This action was brought to recover damages for personal injuries. Appeal is taken from a judgment of nonsuit rendered in the trial court.
*306Appellant was employed as a section hand by respondent and commenced work about September 1, 1913. Several days afterward, he and a fellow workman were replacing ties. Dirt and gravel around the old tie would be loosened; then one of the men would pull by means of a pick sunk in the tie, and the other would push with a shovel. Appellant alleges that the pick furnished by the company was dull; that he could not secure a firm hold on the ties; that the pick slipped and, as a result, he fell twice on the day in question. He fell in the morning, striking on his hand. To use the words of appellant:
“And I dropped on my hand this way (illustrating) ; side hurt a little; my hand on this side hurt a little. ... I slip, that pick drop down and hurt my hand.”

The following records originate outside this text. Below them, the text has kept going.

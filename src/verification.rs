//! Checksum verification for downloaded artifacts.
//!
//! Files are hashed in fixed-size chunks so large JDK archives never have to fit
//! in memory. Digests are compared case-insensitively, and an optional
//! `sha256:` style prefix on the published value is accepted.

use crate::core::JvError;
use serde::{Deserialize, Serialize};
use sha2::{Digest, Sha256, Sha512};
use std::fmt;
use std::fs::File;
use std::io::{self, Read};
use std::path::{Path, PathBuf};
use std::str::FromStr;
use tracing::{debug, info};

const CHUNK_SIZE: usize = 64 * 1024;

/// Digest algorithms publishers use for release artifacts.
#[derive(Debug, Clone, Copy, PartialEq, Eq, Serialize, Deserialize)]
#[serde(rename_all = "lowercase")]
pub enum ChecksumAlgorithm {
    Sha256,
    Sha512,
}

impl fmt::Display for ChecksumAlgorithm {
    fn fmt(&self, f: &mut fmt::Formatter<'_>) -> fmt::Result {
        match self {
            Self::Sha256 => f.write_str("sha256"),
            Self::Sha512 => f.write_str("sha512"),
        }
    }
}

impl FromStr for ChecksumAlgorithm {
    type Err = JvError;

    fn from_str(s: &str) -> Result<Self, Self::Err> {
        match s.trim().to_ascii_lowercase().replace('-', "").as_str() {
            "sha256" => Ok(Self::Sha256),
            "sha512" => Ok(Self::Sha512),
            _ => Err(JvError::UnsupportedChecksum {
                algorithm: s.to_string(),
            }),
        }
    }
}

pub struct ChecksumVerifier;

impl ChecksumVerifier {
    /// Hex digest of `path`, lowercase.
    pub fn compute(path: &Path, algorithm: ChecksumAlgorithm) -> Result<String, JvError> {
        debug!("Computing {algorithm} checksum for {}", path.display());
        let file = File::open(path).map_err(|e| JvError::io("open", path, e))?;
        let digest = match algorithm {
            ChecksumAlgorithm::Sha256 => digest_reader::<Sha256>(file),
            ChecksumAlgorithm::Sha512 => digest_reader::<Sha512>(file),
        };
        digest.map_err(|e| JvError::io("read", path, e))
    }

    /// Fail with [`JvError::ChecksumMismatch`] unless `path` hashes to `expected`.
    pub fn verify(
        path: &Path,
        expected: &str,
        algorithm: ChecksumAlgorithm,
    ) -> Result<(), JvError> {
        let expected = strip_algorithm_prefix(expected);
        let actual = Self::compute(path, algorithm)?;

        if !actual.eq_ignore_ascii_case(expected) {
            return Err(JvError::ChecksumMismatch {
                file: path
                    .file_name()
                    .map_or_else(|| path.display().to_string(), |n| n.to_string_lossy().into_owned()),
                expected: expected.to_lowercase(),
                actual,
            });
        }

        info!("Checksum verified for {}", path.display());
        Ok(())
    }

    /// [`Self::verify`] on the blocking thread pool.
    pub async fn verify_async(
        path: PathBuf,
        expected: String,
        algorithm: ChecksumAlgorithm,
    ) -> Result<(), JvError> {
        tokio::task::spawn_blocking(move || Self::verify(&path, &expected, algorithm))
            .await
            .map_err(|e| JvError::InvalidInput {
                message: format!("checksum task failed: {e}"),
            })?
    }

    /// Find the digest for `file_name` in a `sha256sum`-style listing.
    ///
    /// Lines look like `<hex>  <name>` or `<hex> *<name>`; names may carry a
    /// directory prefix.
    #[must_use]
    pub fn parse_checksums_file(content: &str, file_name: &str) -> Option<String> {
        content.lines().find_map(|line| {
            let mut parts = line.split_whitespace();
            let checksum = parts.next()?;
            let name = parts.next()?.trim_start_matches('*');
            let matches = name == file_name || name.ends_with(&format!("/{file_name}"));
            matches.then(|| checksum.to_lowercase())
        })
    }
}

fn strip_algorithm_prefix(value: &str) -> &str {
    let value = value.trim();
    value
        .split_once(':')
        .map_or(value, |(_, digest)| digest.trim())
}

fn digest_reader<D: Digest>(mut reader: impl Read) -> io::Result<String> {
    let mut hasher = D::new();
    let mut buffer = vec![0u8; CHUNK_SIZE];
    loop {
        let read = reader.read(&mut buffer)?;
        if read == 0 {
            break;
        }
        hasher.update(&buffer[..read]);
    }
    Ok(hex::encode(hasher.finalize()))
}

In the afternoon he fell again.
“That pick slip again and I drop down on my hand, drop down. Q. What part of your body hit the ground? A. I drop down, was pulling this side of that pick; slip the pick and I drop down, and this hurt (indicating). Q. The left shoulder? A. Yes, drop down on the gravel, or gravel and big rock.”
After appellant fell the first time, he says he called the attention of the foreman to the condition of the pick and the foreman promised to secure another pick for him.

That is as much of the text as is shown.